Bizim yaşlardaki futbol düşkünleri, hatırlar. Kupa Galipleri Kupası vardı bir zamanlar. Avrupanın ikinci büyük kupasıydı. 1. sırada Şampiyon Kulüpler Kupası, 2. Kupa Galipleri Kupası ve 3. UEFA Kupası. 1999 yılından sonra UEFA içine dahil edilmiştir, Cup Winners’ Cup. Böylelikle bir ülkenin kupa galibi bir takımla, Şampiyonlar Liginden UEFA Kupasına dahil olmuş bir takım karşılaşma şansına sahip oldu. Kupa galibi ikinci lig hatta üçüncü ligden bile olabilirdi. Hiç de adil olmayan eşleşmeler çıktı gün geldi karşımıza, çok da sürpriz sonuçlarla da karşılaştık. Şimdilerdeyse Avrupa Ligi diye garip bir sistem getirip UEFA Kupasını da tarih ettiler. Şampiyon Kulüpler Kupasını saymıyorum bile. Peki bu ilginç eşleşmeler, sürprizler ya da hezimetler kime ne kazandırdı? Tabi ki de bu işten payını fazlasıyla alan hep bahis siteleri, bahis oynatan kuruluşlar oldu. Ha bir de kazandığını zannettiği 3-5 kuruşla, ertesi günkü programa daha da heyecanlı bakan iştirakçiler var…. Geçmişten günümüze kumarhaneler her zaman belli bir sisteme dayalı çalışmıştır. Bu sistemi çözemediğimiz için hep soyulup soğana çevrildik. Peki bahiste böyle bir sistem yok mu? Olmaması mümkün değil. Ve evet çok keyifli bir şey, kabul ediyorum…

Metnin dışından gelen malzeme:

//! Fixed-length sample window for one channel

use std::collections::VecDeque;

/// Sliding window over the most recent samples of a channel.
///
/// The window always holds exactly `capacity` samples. It starts out filled
/// with zeros, so the average reads low until `capacity` real samples have
/// been pushed. `capacity` must be non-zero; `AppConfig::validate` rejects a
/// zero window before any buffer is built.
#[derive(Debug, Clone)]
pub struct ChannelBuffer {
    samples: VecDeque<f64>,
    capacity: usize,
}

impl ChannelBuffer {
    /// Create a zero-filled window of `capacity` samples
    pub fn new(capacity: usize) -> Self {
        debug_assert!(capacity > 0, "channel window must hold at least one sample");
        Self {
            samples: std::iter::repeat(0.0).take(capacity).collect(),
            capacity,
        }
    }

    /// Append `value` and drop the oldest sample
    pub fn push(&mut self, value: f64) {
        self.samples.pop_front();
        self.samples.push_back(value);
    }

    /// Arithmetic mean over the whole window
    pub fn average(&self) -> f64 {
        self.samples.iter().sum::<f64>() / self.capacity as f64
    }

    pub fn latest(&self) -> f64 {
        self.samples.back().copied().unwrap_or(0.0)
    }

    pub fn len(&self) -> usize {
        self.samples.len()
    }

    pub fn is_empty(&self) -> bool {
        self.samples.is_empty()
    }

    pub fn capacity(&self) -> usize {
        self.capacity
    }

    /// Samples, oldest first
    pub fn iter(&self) -> impl Iterator<Item = f64> + '_ {
        self.samples.iter().copied()
    }

    pub fn to_vec(&self) -> Vec<f64> {
        self.iter().collect()
    }
}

Futbolda yıllardır yerinden oynatılan yapı taşları, canlı yayın prensipleri, bahis sitelerinin sponsorluğunda geçen hazırlık kampları, ödüllü turnuvalar niçin yapıldı? Neden herkes bir anda maç izlemeye başladı? Neden bütün iştirakçiler evlerine internet bağlattı? Neden eskisi gibi Spor-Toto ve Spor-Loto oynanmıyor? Ve neden Spor-Toto bayileri bundan dolayı çok memnunlar? Ve neden futboldan şiddeti, kavgayı, saçmalıkları uzaklaştırmak yerine işin içine takımının kazanması yetmiyormuş gibi bir de para kazanma hırsı eklendi? Eskiden keyif veren mücadeleler artık neden yok ve neden her takım bir oranlama sistemine göre sahaya çıkıyor? Her takımın belli bir gücü olabilir ama şunun üzerine de basa basa söyleyeceğim; unutmayın her maç 0-0 başlar ve ortadadır. :Güçlü ya da zayıf takım olabilir ama şans faktörü ve psikolojik yapı göz önünde bulundurulduğunda zayıf takımın kazanma şansı da güçlü olan kadar olmasa da, az değildir. Neden bu tip tatlı sürprizler, maç satma adı altında pisliğe bulaşsın? Bunlar sistemsiz cevaplanabilecek sorular değil.

Ortada kurulu bir sistem ve dönen pis bir çark var. Bu sistemin varlığına inanmayan, bunları yalanlayan ve bu Pascal ne zırvalıyor yine diye söylenenlere sözüm: Var mısınız iddaaya?